Former British rocker Gary Glitter admitted to police that an 11-year-old girl slept in his bed, but denied sexually abusing her, his attorney said Thursday. During interrogations by police, Glitter said he allowed the girl to sleep in his bed after she claimed she was afraid of ghosts, said attorney Le Thanh Kinh. Glitter, 61, whose real name is Paul Francis Gadd, is being held in Phuoc Co prison outside coastal Vung Tau city on suspicion of engaging in obscene acts with a child, a charge punishable by up to 12 years in prison.
He is being held amid allegations of having sex with several underage girls, including an 11-year-old and 12-year-old, at his rented seaside home in Vung Tau.
Glitter, who has denied all allegations, has not been formally charged. He has been held since Nov. 19, when he was seized while trying to board a flight to Bangkok from Ho Chi Minh City.
During questioning by police, Glitter "answered that when this girl (and her aunt) came to his house, he put them in the guest room. But in the middle of night, they said they were very afraid of ghosts and they cannot sleep. So they came to his room and slept there," Kinh said, who added he was present during the sessions.
On another occasion, Glitter told them they could not sleep with him, but "the girls explained to him that in Vietnamese families, the father, the mother and the children sleep in one bed," Kinh said. Glitter also told police he went swimming with several girls in his outdoor pool, but denied inappropriate behavior, his attorney said. "He said he thinks they are like his grandchildren," Kinh said. Police have interviewed six females, from 11 to 23 years of age, who alleged they had sex with Glitter.
Vietnam's penalties for sexual contact with a juvenile vary depending on the charge. The maximum punishment for child rape is death by firing squad, and police have said sex with a child under 13 is considered rape.

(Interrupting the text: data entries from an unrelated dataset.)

use crate::api::CalendarApi;
use crate::api::calendar_api::PRIMARY_CALENDAR;
use crate::error::NexusError;
use crate::google_oauth::GoogleAuthManager;
use crate::types::calendar::{CalendarEvent, EventInput, EventPage, ListEventsQuery};
use tracing::info;

/// Calendar operations on the organization's admin calendars.
pub struct CalendarService {
    api: CalendarApi,
    organization_id: String,
}

impl CalendarService {
    /// `None` when the organization has no usable Google credential.
    pub async fn create(
        manager: &GoogleAuthManager,
        organization_id: &str,
    ) -> Result<Option<Self>, NexusError> {
        let Some(client) = manager.authenticated_client(organization_id).await? else {
            return Ok(None);
        };
        let organization_id = client.organization_id().to_string();
        Ok(Some(Self {
            api: CalendarApi::new(client, manager.google_config().calendar_api_base.clone()),
            organization_id,
        }))
    }

    pub async fn list_events(&self, query: &ListEventsQuery) -> Result<EventPage, NexusError> {
        Ok(self.api.list_events(query).await?.into())
    }

    pub async fn create_event(&self, input: EventInput) -> Result<CalendarEvent, NexusError> {
        validate(&input)?;
        let calendar_id = calendar_of(&input);
        let created = self.api.insert_event(&calendar_id, &input.into()).await?;
        info!(
            organization_id = %self.organization_id,
            event_id = ?created.id,
            "Calendar event created"
        );
        Ok(created)
    }

    pub async fn update_event(
        &self,
        event_id: &str,
        input: EventInput,
    ) -> Result<CalendarEvent, NexusError> {
        validate(&input)?;
        let calendar_id = calendar_of(&input);
        self.api
            .patch_event(&calendar_id, event_id, &input.into())
            .await
    }

    pub async fn delete_event(&self, calendar_id: Option<&str>, event_id: &str) -> Result<(), NexusError> {
        self.api
            .delete_event(calendar_id.unwrap_or(PRIMARY_CALENDAR), event_id)
            .await
    }
}

fn calendar_of(input: &EventInput) -> String {
    input
        .calendar_id
        .clone()
        .unwrap_or_else(|| PRIMARY_CALENDAR.to_string())
}

fn validate(input: &EventInput) -> Result<(), NexusError> {
    if input.summary.trim().is_empty() {
        return Err(NexusError::BadRequest("summary is required".to_string()));
    }
    if input.start.trim().is_empty() || input.end.trim().is_empty() {
        return Err(NexusError::BadRequest("start and end are required".to_string()));
    }
    Ok(())
}
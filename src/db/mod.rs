//! Database module: models and schema for persistent storage.
//!
//! Layout:
//! - `models.rs`: Rust structs mirroring DB rows and conversions
//! - `schema.rs`: SQL DDL for initializing the database (SQLite-first)
//! - `sqlite.rs`: pool setup and the `google_tokens` storage
//! - `workspace.rs`: the `google_workspace_configs` storage

pub mod models;
pub mod schema;
pub mod sqlite;
pub mod workspace;

pub use models::{DbGoogleToken, DbWorkspaceConfig, WorkspaceConfigInput};
pub use schema::SQLITE_INIT;
pub use sqlite::{SqlitePool, TokenStorage, connect, init_schema};
pub use workspace::WorkspaceStorage;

Police officials have said they think it's possible their investigation will be concluded before the three months is over. Once that happens, they will recommend to prosecutors what to charge Glitter with in court.

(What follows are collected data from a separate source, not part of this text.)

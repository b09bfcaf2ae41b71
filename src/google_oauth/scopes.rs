use serde::{Deserialize, Serialize};
use std::fmt;
use std::str::FromStr;

/// Scopes requested during consent.
pub const GOOGLE_SCOPES: &[&str] = &[
    "openid",
    "email",
    "profile",
    "https://mail.google.com/",
    "https://www.googleapis.com/auth/gmail.readonly",
    "https://www.googleapis.com/auth/gmail.send",
    "https://www.googleapis.com/auth/gmail.modify",
    "https://www.googleapis.com/auth/calendar",
    "https://www.googleapis.com/auth/drive",
    "https://www.googleapis.com/auth/documents",
    "https://www.googleapis.com/auth/spreadsheets",
    "https://www.googleapis.com/auth/meetings",
];

/// Workspace products an organization can switch on.
#[derive(Debug, Clone, Copy, PartialEq, Eq, Hash, Serialize, Deserialize)]
pub enum GoogleModule {
    Gmail,
    Calendar,
    Drive,
    Docs,
    Sheets,
    Meet,
    Voice,
}

impl GoogleModule {
    pub const ALL: &'static [GoogleModule] = &[
        GoogleModule::Gmail,
        GoogleModule::Calendar,
        GoogleModule::Drive,
        GoogleModule::Docs,
        GoogleModule::Sheets,
        GoogleModule::Meet,
        GoogleModule::Voice,
    ];

    pub fn as_str(&self) -> &'static str {
        match self {
            GoogleModule::Gmail => "Gmail",
            GoogleModule::Calendar => "Calendar",
            GoogleModule::Drive => "Drive",
            GoogleModule::Docs => "Docs",
            GoogleModule::Sheets => "Sheets",
            GoogleModule::Meet => "Meet",
            GoogleModule::Voice => "Voice",
        }
    }

    /// Switch column in `google_workspace_configs`.
    pub(crate) fn column(&self) -> &'static str {
        match self {
            GoogleModule::Gmail => "gmail_enabled",
            GoogleModule::Calendar => "calendar_enabled",
            GoogleModule::Drive => "drive_enabled",
            GoogleModule::Docs => "docs_enabled",
            GoogleModule::Sheets => "sheets_enabled",
            GoogleModule::Meet => "meet_enabled",
            GoogleModule::Voice => "voice_enabled",
        }
    }

    /// Any one of these scopes unlocks the module. Voice has none: toggle only.
    pub fn unlocking_scopes(&self) -> &'static [&'static str] {
        match self {
            GoogleModule::Gmail => &[
                "https://mail.google.com/",
                "https://www.googleapis.com/auth/gmail.readonly",
                "https://www.googleapis.com/auth/gmail.send",
                "https://www.googleapis.com/auth/gmail.modify",
            ],
            GoogleModule::Calendar => &["https://www.googleapis.com/auth/calendar"],
            GoogleModule::Drive => &["https://www.googleapis.com/auth/drive"],
            GoogleModule::Docs => &["https://www.googleapis.com/auth/documents"],
            GoogleModule::Sheets => &["https://www.googleapis.com/auth/spreadsheets"],
            GoogleModule::Meet => &["https://www.googleapis.com/auth/meetings"],
            GoogleModule::Voice => &[],
        }
    }
}

impl fmt::Display for GoogleModule {
    fn fmt(&self, f: &mut fmt::Formatter<'_>) -> fmt::Result {
        f.write_str(self.as_str())
    }
}

impl FromStr for GoogleModule {
    type Err = String;

    fn from_str(s: &str) -> Result<Self, Self::Err> {
        GoogleModule::ALL
            .iter()
            .copied()
            .find(|m| m.as_str().eq_ignore_ascii_case(s.trim()))
            .ok_or_else(|| format!("unknown module: {s}"))
    }
}

/// Modules unlocked by a space-delimited granted scope string.
pub fn modules_for_scopes(granted: &str) -> Vec<GoogleModule> {
    let granted: Vec<&str> = granted.split_whitespace().collect();
    GoogleModule::ALL
        .iter()
        .copied()
        .filter(|m| m.unlocking_scopes().iter().any(|s| granted.contains(s)))
        .collect()
}

#[cfg(test)]
mod tests {
    use super::*;

    #[test]
    fn any_gmail_scope_unlocks_gmail() {
        let mods = modules_for_scopes("openid https://www.googleapis.com/auth/gmail.send");
        assert_eq!(mods, vec![GoogleModule::Gmail]);
    }

    #[test]
    fn full_grant_unlocks_everything_but_voice() {
        let mods = modules_for_scopes(&GOOGLE_SCOPES.join(" "));
        assert_eq!(mods.len(), GoogleModule::ALL.len() - 1);
        assert!(!mods.contains(&GoogleModule::Voice));
    }

    #[test]
    fn module_names_parse_case_insensitively() {
        assert_eq!("calendar".parse::<GoogleModule>(), Ok(GoogleModule::Calendar));
        assert_eq!("Voice".parse::<GoogleModule>(), Ok(GoogleModule::Voice));
        assert!("Chat".parse::<GoogleModule>().is_err());
    }
}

On Thursday, Foreign Ministry spokesman Le Dung said the investigation into Glitter's case "has been conducted in accordance with Vietnamese laws." The former rocker has had regular access to British consular officials, Dung said. Glitter won fame as a flamboyant "glam rocker" in the 1970s. He is perhaps best known for "Rock and Roll (Part 2)," still often played at sporting events, reports the AP. I.L.